Problem
Print out the data below. Do not alter a single line.

Raw data
━━━━━━━━━━━━━━━━━━━━━━━━━━━━━━
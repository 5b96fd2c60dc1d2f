//! Model configuration.
//!
//! All fields have defaults, so an empty JSON object is a valid config:
//!
//! ```json
//! {
//!   "conventions": "consistent",
//!   "initial": {
//!     "surfaceTempK": 6000.0,
//!     "solarLuminosity": 1.0,
//!     "solarRadius": 1.0,
//!     "anchor": "radius"
//!   }
//! }
//! ```

use serde::{Deserialize, Serialize};

use crate::anchor::AnchorAxis;
use crate::conventions::Conventions;
use crate::error::{ModelError, ModelResult};
use crate::limits::{self, Limits};

/// Starting values of the three independent quantities.
///
/// Derived forms (colour index, spectral type, 10²⁶ W, magnitude, 10⁵ km)
/// are computed from these when the model is built.
#[derive(Debug, Clone, Copy, PartialEq, Serialize, Deserialize)]
#[serde(rename_all = "camelCase", default)]
pub struct InitialState {
    pub surface_temp_k: f64,
    pub solar_luminosity: f64,
    pub solar_radius: f64,
    pub anchor: AnchorAxis,
}

impl Default for InitialState {
    fn default() -> Self {
        Self {
            surface_temp_k: 6000.0,
            solar_luminosity: 1.0,
            solar_radius: 1.0,
            anchor: AnchorAxis::Radius,
        }
    }
}

#[derive(Debug, Clone, Copy, PartialEq, Default, Serialize, Deserialize)]
#[serde(rename_all = "camelCase", default)]
pub struct ModelConfig {
    pub conventions: Conventions,
    pub initial: InitialState,
}

impl ModelConfig {
    /// Parse and validate a JSON configuration.
    pub fn from_json_str(json: &str) -> ModelResult<Self> {
        let config: ModelConfig = serde_json::from_str(json)?;
        config.validate()?;
        Ok(config)
    }

    /// Check that every initial value lies inside its edit range.
    pub fn validate(&self) -> ModelResult<()> {
        check("surfaceTempK", self.initial.surface_temp_k, limits::SURFACE_TEMP_K)?;
        check("solarLuminosity", self.initial.solar_luminosity, limits::SOLAR_LUMINOSITY)?;
        check("solarRadius", self.initial.solar_radius, limits::SOLAR_RADIUS)?;
        Ok(())
    }
}

fn check(name: &str, value: f64, range: Limits) -> ModelResult<()> {
    if range.contains(value) {
        Ok(())
    } else {
        Err(ModelError::InvalidConfig(format!(
            "initial.{} = {} is outside [{}, {}]",
            name, value, range.min, range.max
        )))
    }
}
━━━━━━━━━━━━━━━━━━━━━━━━━━━━━━
Solved problem
repository 5b96fd2c60dc1d2f
//! Model configuration.
//!
//! All fields have defaults, so an empty JSON object is a valid config:
//!
//! ```json
//! {
//!   "conventions": "consistent",
//!   "initial": {
//!     "surfaceTempK": 6000.0,
//!     "solarLuminosity": 1.0,
//!     "solarRadius": 1.0,
//!     "anchor": "radius"
//!   }
//! }
//! ```

use serde::{Deserialize, Serialize};

use crate::anchor::AnchorAxis;
use crate::conventions::Conventions;
use crate::error::{ModelError, ModelResult};
use crate::limits::{self, Limits};

/// Starting values of the three independent quantities.
///
/// Derived forms (colour index, spectral type, 10²⁶ W, magnitude, 10⁵ km)
/// are computed from these when the model is built.
#[derive(Debug, Clone, Copy, PartialEq, Serialize, Deserialize)]
#[serde(rename_all = "camelCase", default)]
pub struct InitialState {
    pub surface_temp_k: f64,
    pub solar_luminosity: f64,
    pub solar_radius: f64,
    pub anchor: AnchorAxis,
}

impl Default for InitialState {
    fn default() -> Self {
        Self {
            surface_temp_k: 6000.0,
            solar_luminosity: 1.0,
            solar_radius: 1.0,
            anchor: AnchorAxis::Radius,
        }
    }
}

#[derive(Debug, Clone, Copy, PartialEq, Default, Serialize, Deserialize)]
#[serde(rename_all = "camelCase", default)]
pub struct ModelConfig {
    pub conventions: Conventions,
    pub initial: InitialState,
}

impl ModelConfig {
    /// Parse and validate a JSON configuration.
    pub fn from_json_str(json: &str) -> ModelResult<Self> {
        let config: ModelConfig = serde_json::from_str(json)?;
        config.validate()?;
        Ok(config)
    }

    /// Check that every initial value lies inside its edit range.
    pub fn validate(&self) -> ModelResult<()> {
        check("surfaceTempK", self.initial.surface_temp_k, limits::SURFACE_TEMP_K)?;
        check("solarLuminosity", self.initial.solar_luminosity, limits::SOLAR_LUMINOSITY)?;
        check("solarRadius", self.initial.solar_radius, limits::SOLAR_RADIUS)?;
        Ok(())
    }
}

fn check(name: &str, value: f64, range: Limits) -> ModelResult<()> {
    if range.contains(value) {
        Ok(())
    } else {
        Err(ModelError::InvalidConfig(format!(
            "initial.{} = {} is outside [{}, {}]",
            name, value, range.min, range.max
        )))
    }
}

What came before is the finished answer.